Mediatipps (Teil 34): „Treffpunkt Trinkhalle“ von Jan-Henrik Gruszecki (Autor), Reinaldo H. Coddou (Fotograf)

Was hat eine Trinkhalle mit diesem Blog zu tun?
Scheinbar wenig – und doch gibt es Berührungspunkte zu diesen Büdchen, den Kultobjekten des Ruhrgebiets; und nicht nur dieser Region).
Als ich im Spiegel von dem Fotobuch von Autor Jan-Henrik Gruszecki und Fotograf Reinaldo H. Coddou lese, weiß ich, dass dieses Buch auf meine Wunschliste gehört. Also landet es dort und später anlässlich eines Schenkereignisses (war es Weihnachten? war es Geburtstag?) in meinem Besitz. Meine Familie ist immer ein Garant, mir diese erwünschten Bücher auf den Gabentisch zu legen.
Die Freude war groß, denn eine fotografische Reise durch den Pott, von Büdchen zu Büdchen, von Kiosk zu Kiosk, von Trinkhalle zu Trinkhalle ist auch für mich als Betrachter auch eine Reise durch eine Region, die mir besonders ans Herz gewachsen ist, wie auch eine Reise durch die Zeit zurück. Denn Büdchen gehörten zu den Orten meiner Kindheit. Sei es das von Omma Arschloch gegenüber unserer Schule, sei es das im Haus gegenüber unserer ersten eigenen Wohnung. Von Moers bis Lünen spannt sich die Region, die großen Städte Dortmund, Essen, Gelsenkirchen, Oberhausen und Duisburg und natürlich mein Studienort Bochum sind natürlich Schwerpunkte im Buch. Aber es ist auch ein Kiosk in Hagen vertreten. Einer nur, von hunderten. Für mich persönlich ist das ein Manko, andererseits könnte man mit den Trinkhallen nur einer Stadt einen ganzen Band füllen – und mit dem Pott eine ganze Bücherreihe füllen. Und das wäre dann wohl zu viel des Ganzen.
So blättere ich durch die wunderbaren Fotos, entdecke enorm viel Typisches: Die fette Werbung regionaler Zeitung oder des üblen Springer-Blatts an den Fassaden. Dazu Zigaretten- und Bierwerbung, Langneseeis-Tafeln und -schwingmülleimer, Plastikmonoblock- und hölzerne Klappstühle, Sonnenschirme, Fahrradständer und Stehtische. Kioske mit Verkaufsfenster, manche vergittert, Trinkhallen in kleinen Ladenlokalen, die kaum größer als eine Garage sind. Dann die freisehenden Klinker-Pavillons mit ihren ausladenden Vordächern und tatsächlich finde ich noch ein Foto von einem Bretterbüdchen.
So war das halt und so ist das heute noch. Nicht nur im Pott. Aber da ganz besonders. Dem Berliner seinen Späti, dem Frankfurter sein Wasserhäuschen, dem Münchner seinen Kiosk an der Reichenbachbrücke. So ganz das Gleiche wie die Trinkhallen im Pott sind die aber nicht. Hier lebt der kleine Unterschied.
Und ganz wichtig. Es ist Ernst sein Büdchen, oder dem Jupp oder dem Ali seins. Will sagen:  Die Seele des Kiosks steckt in seinem Besitzer, der kennt alle und alle kennen ihn.
Das lässt sich in Fotos natürlich nicht einfangen. Aber das will der Bildband auch gar nicht.

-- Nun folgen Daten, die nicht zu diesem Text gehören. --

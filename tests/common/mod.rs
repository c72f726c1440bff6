//! Shared integration test helpers for emoji-mixer.
//!
//! Include with `mod common;` at the top of a test file. The
//! `#[allow(dead_code)]` attribute suppresses warnings when a file only uses
//! some of the helpers.

#![allow(dead_code)]

use emoji_mixer_builder::{BuildPaths, run_emoji_index, run_pair_mixes};
use emoji_mixer_config::Config;
use serde_json::json;
use std::fs;
use std::path::PathBuf;
use tempfile::TempDir;

/// Raw metadata with five emoji and five mixes.
///
/// 😀 1f600 mixes with 🔥, 👻 and 🌈; 🔥 1f525 also mixes with 👻 and ❤.
/// 🐱 has no mixes and is left out of the emoji index.
pub fn sample_source() -> serde_json::Value {
    let combo = |l: &str, r: &str, alt: Option<&str>, date: &str| {
        json!({
            "leftEmojiCodepoint": l,
            "rightEmojiCodepoint": r,
            "gStaticUrl": format!("https://example.test/{date}/{l}_{r}.png"),
            "alt": alt,
            "date": date,
        })
    };

    json!([
        {
            "emoji": "😀",
            "emojiCodepoint": "1f600",
            "alt": "grinning face",
            "category": "smileys",
            "gBoardOrder": 1,
            "combinations": [
                combo("1f600", "1f525", Some("Fire face"), "20230101"),
                combo("1f600", "1f47b", None, "20220101"),
                combo("1f600", "1f308", None, "20220101"),
            ]
        },
        {
            "emoji": "🔥",
            "emojiCodepoint": "1f525",
            "alt": "fire",
            "gBoardOrder": 2,
            "combinations": [
                combo("1f525", "1f600", Some("Old fire face"), "20200101"),
                combo("1f525", "1f47b", Some("Spooky fire"), "20220101"),
                combo("2764", "1f525", None, "20220101"),
            ]
        },
        {
            "emoji": "👻",
            "emojiCodepoint": "1f47b",
            "alt": "ghost",
            "gBoardOrder": 3,
            "combinations": [combo("1f47b", "1f600", None, "20220101")]
        },
        {
            "emoji": "🌈",
            "emojiCodepoint": "1f308",
            "alt": "rainbow",
            "gBoardOrder": 4,
            "combinations": [combo("1f308", "1f600", None, "20220101")]
        },
        {
            "emoji": "❤",
            "emojiCodepoint": "2764",
            "alt": "red heart",
            "gBoardOrder": 5,
            "combinations": [combo("2764", "1f525", None, "20220101")]
        },
        {
            "emoji": "🐱",
            "emojiCodepoint": "1f431",
            "alt": "cat face",
            "gBoardOrder": 6
        }
    ])
}

/// A temp workspace holding `emoji.json` and a `public/` output directory.
pub struct TestWorkspace {
    pub dir: TempDir,
    pub config: Config,
}

impl TestWorkspace {
    /// Write the sample source; nothing is built yet.
    pub fn new() -> Self {
        let dir = TempDir::new().expect("Failed to create temp dir");
        let source = dir.path().join("emoji.json");
        fs::write(&source, sample_source().to_string()).expect("Failed to write source");

        let config = Config::default()
            .with_source_path(source.to_string_lossy())
            .with_public_dir(dir.path().join("public").to_string_lossy());
        Self { dir, config }
    }

    /// Write the sample source and run both builders.
    pub fn built() -> Self {
        let workspace = Self::new();
        let paths = workspace.build_paths();
        run_emoji_index(&paths).expect("emoji index build failed");
        run_pair_mixes(&paths).expect("pair mix build failed");
        workspace
    }

    pub fn build_paths(&self) -> BuildPaths {
        BuildPaths::new(self.config.resolved_source_path(), self.config.resolved_public_dir())
    }

    pub fn pair_mixes_path(&self) -> PathBuf {
        self.config.pair_mixes_path()
    }

    pub fn emoji_index_path(&self) -> PathBuf {
        self.config.emoji_index_path()
    }
}
//! "Try this next" suggestions for a selected pair.
//!
//! Suggestions pair one of the selected glyphs with another of its recorded
//! partners: first partners of the first glyph, then partners of the second.

use emoji_mixer_catalog::{Catalog, EmojiIndex, PairKey, encode};
use serde::Serialize;

/// How many suggestions to produce.
#[derive(Debug, Clone, Copy, PartialEq, Eq)]
pub struct SuggestionLimits {
    /// Cap for suggestions built from the first glyph's partners
    pub primary: usize,
    /// Overall cap
    pub max: usize,
}

impl Default for SuggestionLimits {
    fn default() -> Self {
        Self { primary: 3, max: 5 }
    }
}

impl SuggestionLimits {
    pub fn from_config(config: &emoji_mixer_config::Config) -> Self {
        Self {
            primary: config.primary_suggestions,
            max: config.max_suggestions,
        }
    }
}

/// A related pair the user could try.
#[derive(Debug, Clone, PartialEq, Eq, Serialize)]
#[serde(rename_all = "camelCase")]
pub struct MixSuggestion {
    /// Pair key of the suggested mix
    pub id: String,
    pub emoji_a: String,
    pub emoji_b: String,
    pub label: String,
}

/// Which selected glyph a suggestion keeps.
#[derive(Clone, Copy)]
enum Anchor {
    First,
    Second,
}

/// Suggest related pairs for the selection `(glyph_a, glyph_b)`.
///
/// The currently selected pair is never suggested. Partners without an
/// emoji index entry are skipped.
pub fn suggest(
    glyph_a: &str,
    glyph_b: &str,
    catalog: &Catalog,
    emojis: &EmojiIndex,
    limits: SuggestionLimits,
) -> Vec<MixSuggestion> {
    if glyph_a.is_empty() || glyph_b.is_empty() {
        return Vec::new();
    }

    let code_a = encode(glyph_a);
    let code_b = encode(glyph_b);
    let mut results = Vec::new();

    collect(
        &mut results,
        Anchor::First,
        (glyph_a, code_a.as_str()),
        &code_b,
        catalog,
        emojis,
        limits.primary.min(limits.max),
    );
    collect(
        &mut results,
        Anchor::Second,
        (glyph_b, code_b.as_str()),
        &code_a,
        catalog,
        emojis,
        limits.max,
    );

    log::debug!(
        "{} suggestions for {}+{}",
        results.len(),
        code_a,
        code_b
    );
    results
}

/// Append suggestions that keep `anchor` until `results` holds `cap` entries.
fn collect(
    results: &mut Vec<MixSuggestion>,
    anchor: Anchor,
    (glyph, code): (&str, &str),
    exclude: &str,
    catalog: &Catalog,
    emojis: &EmojiIndex,
    cap: usize,
) {
    let Some(partners) = catalog.partners().partners_of(code) else {
        return;
    };

    for partner in partners {
        if results.len() >= cap {
            break;
        }
        if partner == exclude {
            continue;
        }
        let Some(key) = PairKey::new(code, partner) else {
            continue;
        };
        let (Some(pair), Some(meta)) = (catalog.get(&key), emojis.get(partner)) else {
            continue;
        };

        let label = pair.label.clone().unwrap_or_else(|| meta.name.clone());
        let (emoji_a, emoji_b) = match anchor {
            Anchor::First => (glyph.to_string(), meta.emoji.clone()),
            Anchor::Second => (meta.emoji.clone(), glyph.to_string()),
        };
        results.push(MixSuggestion {
            id: key.to_string(),
            emoji_a,
            emoji_b,
            label,
        });
    }
}
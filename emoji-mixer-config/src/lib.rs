//! Configuration system for emoji-mixer.
//!
//! Provides the YAML-backed [`Config`] used by the CLI: artifact locations,
//! catalog load retries, suggestion and session limits, and the log level.

pub mod config;
pub mod defaults;
pub mod error;
pub mod types;

pub use config::Config;
pub use error::ConfigError;
pub use types::LogLevel;
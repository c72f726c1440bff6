//! Default values referenced by `#[serde(default = "...")]` attributes.

// ── Paths ──────────────────────────────────────────────────────────────────

pub fn source_path() -> String {
    "emoji.json".to_string()
}

pub fn public_dir() -> String {
    "public".to_string()
}

pub fn emoji_index_file() -> String {
    "emojiIndex.json".to_string()
}

pub fn pair_mixes_file() -> String {
    "pairMixes.json".to_string()
}

// ── Catalog loading ────────────────────────────────────────────────────────

pub fn catalog_load_retries() -> u32 {
    2
}

// ── Suggestions ────────────────────────────────────────────────────────────

pub fn primary_suggestions() -> usize {
    3
}

pub fn max_suggestions() -> usize {
    5
}

// ── Session ────────────────────────────────────────────────────────────────

pub fn history_limit() -> usize {
    20
}

pub fn favorites_limit() -> usize {
    30
}
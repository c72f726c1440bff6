//! Logging setup.
//!
//! All crates log through the `log` facade; the binaries install
//! `env_logger` as the backend. Output goes to stderr so that command results
//! on stdout stay machine-readable.
//!
//! Level precedence: `--log-level` flag, then `RUST_LOG`, then the config file.

use emoji_mixer_config::LogLevel;
use log::LevelFilter;

/// Where the effective log filter came from.
#[derive(Debug, Clone, PartialEq, Eq)]
pub enum LogFilter {
    /// A single global level (CLI flag or config)
    Level(LevelFilter),
    /// `RUST_LOG` style directives, e.g. `emoji_mixer=debug,warn`
    Directives(String),
}

/// Pick the log filter from the CLI flag, the `RUST_LOG` value and the config level.
pub fn resolve_filter(
    cli_level: Option<LogLevel>,
    rust_log: Option<&str>,
    config_level: LogLevel,
) -> LogFilter {
    if let Some(level) = cli_level {
        return LogFilter::Level(level.to_level_filter());
    }
    match rust_log.map(str::trim) {
        Some(directives) if !directives.is_empty() => {
            LogFilter::Directives(directives.to_string())
        }
        _ => LogFilter::Level(config_level.to_level_filter()),
    }
}

/// Install the global logger.
///
/// Calling this more than once is harmless; later calls are ignored.
pub fn init_logging(cli_level: Option<LogLevel>, config_level: LogLevel) {
    let rust_log = std::env::var("RUST_LOG").ok();
    let filter = resolve_filter(cli_level, rust_log.as_deref(), config_level);

    let mut builder = env_logger::Builder::new();
    match &filter {
        LogFilter::Level(level) => {
            builder.filter_level(*level);
        }
        LogFilter::Directives(directives) => {
            builder.parse_filters(directives);
        }
    }
    builder.format_timestamp_millis();

    if builder.try_init().is_ok() {
        log::debug!("Logging initialized with {:?}", filter);
    }
}

/// Logger for the standalone builder binaries: `RUST_LOG`, defaulting to `info`.
pub fn init_default() {
    let _ = env_logger::Builder::from_env(env_logger::Env::default().default_filter_or("info"))
        .try_init();
}
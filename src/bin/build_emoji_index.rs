//! Standalone builder: `emoji.json` → `public/emojiIndex.json`.

use emoji_mixer::logging;
use emoji_mixer_builder::{BuildPaths, run_emoji_index};

fn main() {
    logging::init_default();

    match run_emoji_index(&BuildPaths::default()) {
        Ok(report) => println!(
            "Wrote {} emoji to {}",
            report.count,
            report.output.display()
        ),
        Err(e) => {
            log::error!("Emoji index build failed: {e}");
            std::process::exit(1);
        }
    }
}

Treffpunkt Trinkhalle ist ein Denkmal dieses langsam vergehenden Kulturguts – der Treffpunkt für ein Feierabendpils oder auf dem Heimweg nach der Schule die gemischte Weingummitüte für die Kinder. Gibt es das überhaupt noch? Drei Colaflaschen, drei Lakritzschnecken, fünf Salzbrezeln, eine Leckmuschel, zwei Nappos, eine Speckmaus… die Einzelbestellung aus dem Schnuckersortiment?
Was noch?
Die Zeitung und die Heftchen, das Plastikspielzeug, Zigaretten und Tabak, die kleinen Flaschen Doornkaat, Underberg, Apfelkorn, Jägermeister. Die Eistruhe. Cola- und andere Dosen, Sammelbildchen., die etwas besser sortierten bieten unter Kuchenabdeckhauben belegte Brötchen und Frikadellen, dazu ein Tütchen Düsseldorfer Löwensenf.
All das gehört zum Büdchen – es ist eine Schatzkiste, der man von außen nicht immer ansieht, was sie alles anzubieten haben.
Manch einer hat auch Kaffee. Und bei den meisten heißt der auch noch so: Und nicht Coffee to go.

Verdamp lang her, dass ich am Büdchen war. Es wird Zeit, das zu ändern. Der Bildband hat mich daran erinnert. Danke.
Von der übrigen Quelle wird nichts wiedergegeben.